• Problem description: Wherever the string "wheel" shows up in the records below, return that line.
------------------------------------------------
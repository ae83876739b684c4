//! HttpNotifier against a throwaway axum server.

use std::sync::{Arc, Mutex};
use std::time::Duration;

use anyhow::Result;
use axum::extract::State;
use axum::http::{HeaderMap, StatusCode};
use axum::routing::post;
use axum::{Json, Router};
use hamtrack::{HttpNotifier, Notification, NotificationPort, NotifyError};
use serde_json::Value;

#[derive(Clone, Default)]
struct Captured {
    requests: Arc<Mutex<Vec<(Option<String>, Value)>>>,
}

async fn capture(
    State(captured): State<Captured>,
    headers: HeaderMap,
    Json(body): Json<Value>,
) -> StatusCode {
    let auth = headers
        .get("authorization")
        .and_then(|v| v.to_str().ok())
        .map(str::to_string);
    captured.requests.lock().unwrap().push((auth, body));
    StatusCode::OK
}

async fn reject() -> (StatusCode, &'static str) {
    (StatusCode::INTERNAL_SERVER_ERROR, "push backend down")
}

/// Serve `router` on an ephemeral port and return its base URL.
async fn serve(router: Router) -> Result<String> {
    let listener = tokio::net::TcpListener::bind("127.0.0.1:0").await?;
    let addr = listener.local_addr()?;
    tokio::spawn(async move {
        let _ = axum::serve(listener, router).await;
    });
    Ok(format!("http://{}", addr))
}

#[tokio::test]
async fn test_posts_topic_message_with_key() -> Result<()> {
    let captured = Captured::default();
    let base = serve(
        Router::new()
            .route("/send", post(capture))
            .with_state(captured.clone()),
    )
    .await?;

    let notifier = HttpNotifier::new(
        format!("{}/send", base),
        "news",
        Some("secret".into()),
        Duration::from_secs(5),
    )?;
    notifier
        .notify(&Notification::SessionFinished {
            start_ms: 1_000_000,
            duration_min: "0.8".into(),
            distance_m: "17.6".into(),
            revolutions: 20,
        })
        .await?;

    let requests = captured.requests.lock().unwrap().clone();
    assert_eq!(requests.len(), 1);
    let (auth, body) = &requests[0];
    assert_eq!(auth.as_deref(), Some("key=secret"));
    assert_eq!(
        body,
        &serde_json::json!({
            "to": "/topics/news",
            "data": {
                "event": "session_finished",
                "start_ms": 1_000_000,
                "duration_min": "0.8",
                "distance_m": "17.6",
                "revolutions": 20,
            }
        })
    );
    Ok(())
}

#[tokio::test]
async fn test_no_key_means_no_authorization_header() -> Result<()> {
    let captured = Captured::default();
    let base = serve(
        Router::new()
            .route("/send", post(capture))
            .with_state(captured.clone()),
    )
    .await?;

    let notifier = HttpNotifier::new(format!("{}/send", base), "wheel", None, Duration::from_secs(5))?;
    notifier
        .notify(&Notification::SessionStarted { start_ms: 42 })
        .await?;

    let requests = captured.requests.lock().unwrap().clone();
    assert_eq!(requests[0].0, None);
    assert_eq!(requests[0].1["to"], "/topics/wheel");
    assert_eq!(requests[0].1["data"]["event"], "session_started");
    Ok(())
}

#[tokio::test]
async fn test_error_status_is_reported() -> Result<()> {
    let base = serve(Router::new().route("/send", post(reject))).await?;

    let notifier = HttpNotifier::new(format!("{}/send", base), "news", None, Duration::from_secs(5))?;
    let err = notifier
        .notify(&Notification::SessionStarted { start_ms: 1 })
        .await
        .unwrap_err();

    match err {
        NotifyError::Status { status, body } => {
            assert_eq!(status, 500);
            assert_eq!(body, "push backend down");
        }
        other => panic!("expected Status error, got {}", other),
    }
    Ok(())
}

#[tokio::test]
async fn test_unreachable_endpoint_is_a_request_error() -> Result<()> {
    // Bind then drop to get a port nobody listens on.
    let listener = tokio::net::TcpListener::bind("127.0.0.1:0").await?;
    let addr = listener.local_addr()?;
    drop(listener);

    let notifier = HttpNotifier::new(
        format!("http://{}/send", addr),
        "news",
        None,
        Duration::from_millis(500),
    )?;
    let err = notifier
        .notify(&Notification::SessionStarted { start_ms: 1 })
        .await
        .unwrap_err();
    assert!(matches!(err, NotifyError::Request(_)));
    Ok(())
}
------------------------------------------------
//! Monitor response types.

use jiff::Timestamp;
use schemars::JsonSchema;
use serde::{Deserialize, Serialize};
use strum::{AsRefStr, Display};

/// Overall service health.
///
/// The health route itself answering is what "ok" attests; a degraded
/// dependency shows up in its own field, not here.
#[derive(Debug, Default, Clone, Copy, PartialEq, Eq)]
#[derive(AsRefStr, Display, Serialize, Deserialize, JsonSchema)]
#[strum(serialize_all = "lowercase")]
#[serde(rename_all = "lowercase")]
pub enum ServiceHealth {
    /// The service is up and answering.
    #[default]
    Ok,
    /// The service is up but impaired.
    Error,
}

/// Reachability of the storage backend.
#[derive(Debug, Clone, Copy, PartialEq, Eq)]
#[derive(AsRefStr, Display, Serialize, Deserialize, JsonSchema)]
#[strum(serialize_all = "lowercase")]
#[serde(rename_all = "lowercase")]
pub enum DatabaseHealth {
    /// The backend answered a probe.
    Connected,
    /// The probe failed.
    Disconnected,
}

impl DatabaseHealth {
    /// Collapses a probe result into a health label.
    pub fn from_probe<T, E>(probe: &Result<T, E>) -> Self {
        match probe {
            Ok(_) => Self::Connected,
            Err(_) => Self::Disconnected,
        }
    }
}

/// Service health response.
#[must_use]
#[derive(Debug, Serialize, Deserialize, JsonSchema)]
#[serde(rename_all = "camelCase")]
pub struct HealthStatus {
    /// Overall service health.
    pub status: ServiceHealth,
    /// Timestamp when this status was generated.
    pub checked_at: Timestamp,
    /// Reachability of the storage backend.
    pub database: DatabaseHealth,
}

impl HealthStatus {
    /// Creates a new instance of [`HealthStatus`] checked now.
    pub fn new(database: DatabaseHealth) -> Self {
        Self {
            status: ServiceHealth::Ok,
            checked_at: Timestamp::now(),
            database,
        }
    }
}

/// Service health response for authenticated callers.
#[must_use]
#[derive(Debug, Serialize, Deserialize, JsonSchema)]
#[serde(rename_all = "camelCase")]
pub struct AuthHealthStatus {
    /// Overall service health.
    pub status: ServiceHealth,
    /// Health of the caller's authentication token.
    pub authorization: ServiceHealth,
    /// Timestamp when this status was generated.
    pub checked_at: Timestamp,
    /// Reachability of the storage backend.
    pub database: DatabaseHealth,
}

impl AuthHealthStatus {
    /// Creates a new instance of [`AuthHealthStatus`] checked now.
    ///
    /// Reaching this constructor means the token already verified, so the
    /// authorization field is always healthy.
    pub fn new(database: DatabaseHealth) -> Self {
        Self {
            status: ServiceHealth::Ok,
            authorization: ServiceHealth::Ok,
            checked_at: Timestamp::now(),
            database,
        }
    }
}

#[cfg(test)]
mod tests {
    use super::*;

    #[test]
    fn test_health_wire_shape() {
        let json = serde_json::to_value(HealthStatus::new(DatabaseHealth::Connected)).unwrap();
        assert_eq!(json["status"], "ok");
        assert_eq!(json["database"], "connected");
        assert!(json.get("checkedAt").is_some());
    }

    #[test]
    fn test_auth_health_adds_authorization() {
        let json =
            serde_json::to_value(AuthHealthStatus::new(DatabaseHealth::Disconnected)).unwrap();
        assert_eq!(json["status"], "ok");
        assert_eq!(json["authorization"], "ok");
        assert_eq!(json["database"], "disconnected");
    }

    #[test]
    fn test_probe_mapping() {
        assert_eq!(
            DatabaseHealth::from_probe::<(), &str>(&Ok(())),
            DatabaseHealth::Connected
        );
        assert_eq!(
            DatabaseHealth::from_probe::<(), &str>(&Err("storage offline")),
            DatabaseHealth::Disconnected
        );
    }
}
------------------------------------------------
• Exercise result:
    let notifier = HttpNotifier::new(format!("{}/send", base), "wheel", None, Duration::from_secs(5))?;
    assert_eq!(requests[0].1["to"], "/topics/wheel");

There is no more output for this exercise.